HISTORIAS DE ESFUERZO

Las historias de trabajo se repiten entre muchos motoconchistas. Un hombre identificado Aquiles, por ejemplo, relata que comenzó con una motocicleta que fue pagando poco a poco con los ingresos que obtenía del servicio de concho. “Yo empecé con un motor que tomé a tipo san, pagándolo poco a poco con el mismo trabajo del concho. Con el tiempo lo terminé de pagar y ahora tengo dos motores trabajando: uno lo manejo yo y el otro lo tiene un muchacho conchando.

Este trabajo me ha permitido llevar el alimento a mi familia. No es fácil, pero con esfuerzo se puede salir adelante”, relata. Para otros, el día a día depende mucho del movimiento de la calle y de las condiciones del clima. Por otro lado, José Manuel manifestó que en ocasiones el trabajo puede disminuir considerablemente. “Aquí uno vive del día a día. Si el día está bueno, uno resuelve la comida de la casa. Pero cuando llueve todo se pone lento, porque las personas no quieren montarse o hay menos movimiento. A veces toca quedarse en la casa porque no vale la pena salir”, señala.

COMPETENCIA Y ORGANIZACIÓN

Además de las dificultades económicas, algunos motoconchistas también dijeron que hay problemas relacionados con la competencia en las calles. Por su lado, Luis Alberto comenta que muchos conductores se quejan de la presencia de los llamados trimotos o “popis. “Muchos de nosotros nos quejamos del tema de los trimotos o ‘popis’, porque a veces llegan a la misma parada de motoconcho a buscar pasajeros y eso nos afecta.

Nosotros tenemos nuestras paradas organizadas y vivimos de esto para mantener a la familia”, explica. Para Ramón, otro motoconchista consultado, el oficio requiere disciplina, responsabilidad y constancia. “Ser motoconchista es cuestión de esfuerzo. Todos los días salimos con la esperanza de que el día sea bueno. Uno trabaja con responsabilidad, llevando a cada cliente con cuidado y respeto”, afirma. Agrega que la confianza de los usuarios es clave para poder mantenerse en el trabajo. “La economía de nosotros se mueve en dos ruedas, con casco y con la confianza de la gente”, expresa. MOVIMIENTOS

ECONOMICOS

Más allá de ser un medio de transporte popular, el motoconcho también representa un importante aporte a la economía nacional. Datos de estudios del sector indican que las motocicletas generan cerca de 185,000 empleos directos e indirectos en la República Dominicana, convirtiéndose en una fuente de sustento para miles de familias.

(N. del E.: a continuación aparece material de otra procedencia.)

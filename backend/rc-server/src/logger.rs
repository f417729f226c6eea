use crate::error::{Result as ServerErrorResult, ServerError};

use rc_config::LoggingConfig;

use std::path::PathBuf;
use std::time::SystemTime;

use fern::Dispatch;
use fern::colors::{Color, ColoredLevelConfig};
use log::info;

/// Initialize the fern logger from the logging section of the config.
///
/// Output goes to `log_file` when given, otherwise to stdout. Colors
/// only apply to stdout output.
pub fn initialize(config: &LoggingConfig, log_file: Option<PathBuf>) -> ServerErrorResult<()> {
    let level_filter = config.level.0;

    let dispatch = match &log_file {
        Some(log_path) => {
            let file = std::fs::OpenOptions::new()
                .create(true)
                .append(true)
                .open(log_path)
                .map_err(|e| ServerError::Logger {
                    message: format!("Failed to open log file {}: {}", log_path.display(), e),
                })?;

            plain_format(Dispatch::new()).chain(file)
        }
        None if config.colored => {
            let colors = ColoredLevelConfig::new()
                .trace(Color::Magenta)
                .debug(Color::Blue)
                .info(Color::Green)
                .warn(Color::Yellow)
                .error(Color::Red);

            Dispatch::new()
                .format(move |out, message, record| {
                    out.finish(format_args!(
                        "[{date} - {level}] {message} [{file}:{line}]",
                        date = humantime::format_rfc3339(SystemTime::now()),
                        level = colors.color(record.level()),
                        message = message,
                        file = record.file().unwrap_or("unknown"),
                        line = record.line().unwrap_or(0),
                    ))
                })
                .chain(std::io::stdout())
        }
        // Plain output for non-TTY (systemd, docker logs)
        None => plain_format(Dispatch::new()).chain(std::io::stdout()),
    };

    Dispatch::new()
        .level(level_filter)
        .chain(dispatch)
        .apply()
        .map_err(|e| ServerError::Logger {
            message: format!("Failed to initialize logger: {e}"),
        })?;

    match &log_file {
        Some(path) => info!(
            "Logger initialized: level={level_filter:?}, file={}",
            path.display()
        ),
        None => info!("Logger initialized: level={level_filter:?}, stdout"),
    }

    // Bridge tracing spans in rc-ws back into the log pipeline
    tracing_log::LogTracer::init().ok();

    Ok(())
}

fn plain_format(dispatch: Dispatch) -> Dispatch {
    dispatch.format(|out, message, record| {
        out.finish(format_args!(
            "[{date} - {level}] {message} [{file}:{line}]",
            date = humantime::format_rfc3339(SystemTime::now()),
            level = record.level(),
            message = message,
            file = record.file().unwrap_or("unknown"),
            line = record.line().unwrap_or(0),
        ))
    })
}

Sin embargo, este sector enfrenta desafíos. Entre ellos se encuentra la falta de alternativas laborales formales, en gran parte debido al bajo nivel de escolaridad de muchos motoconchistas, quienes encuentran en este oficio una de las pocas oportunidades de ingreso. Según estimaciones, los motoconchistas perciben ingresos mensuales promedio de alrededor de RD$29,256, luego de cubrir gastos operativos como combustible, mantenimiento del motor y otros costos relacionados con su trabajo.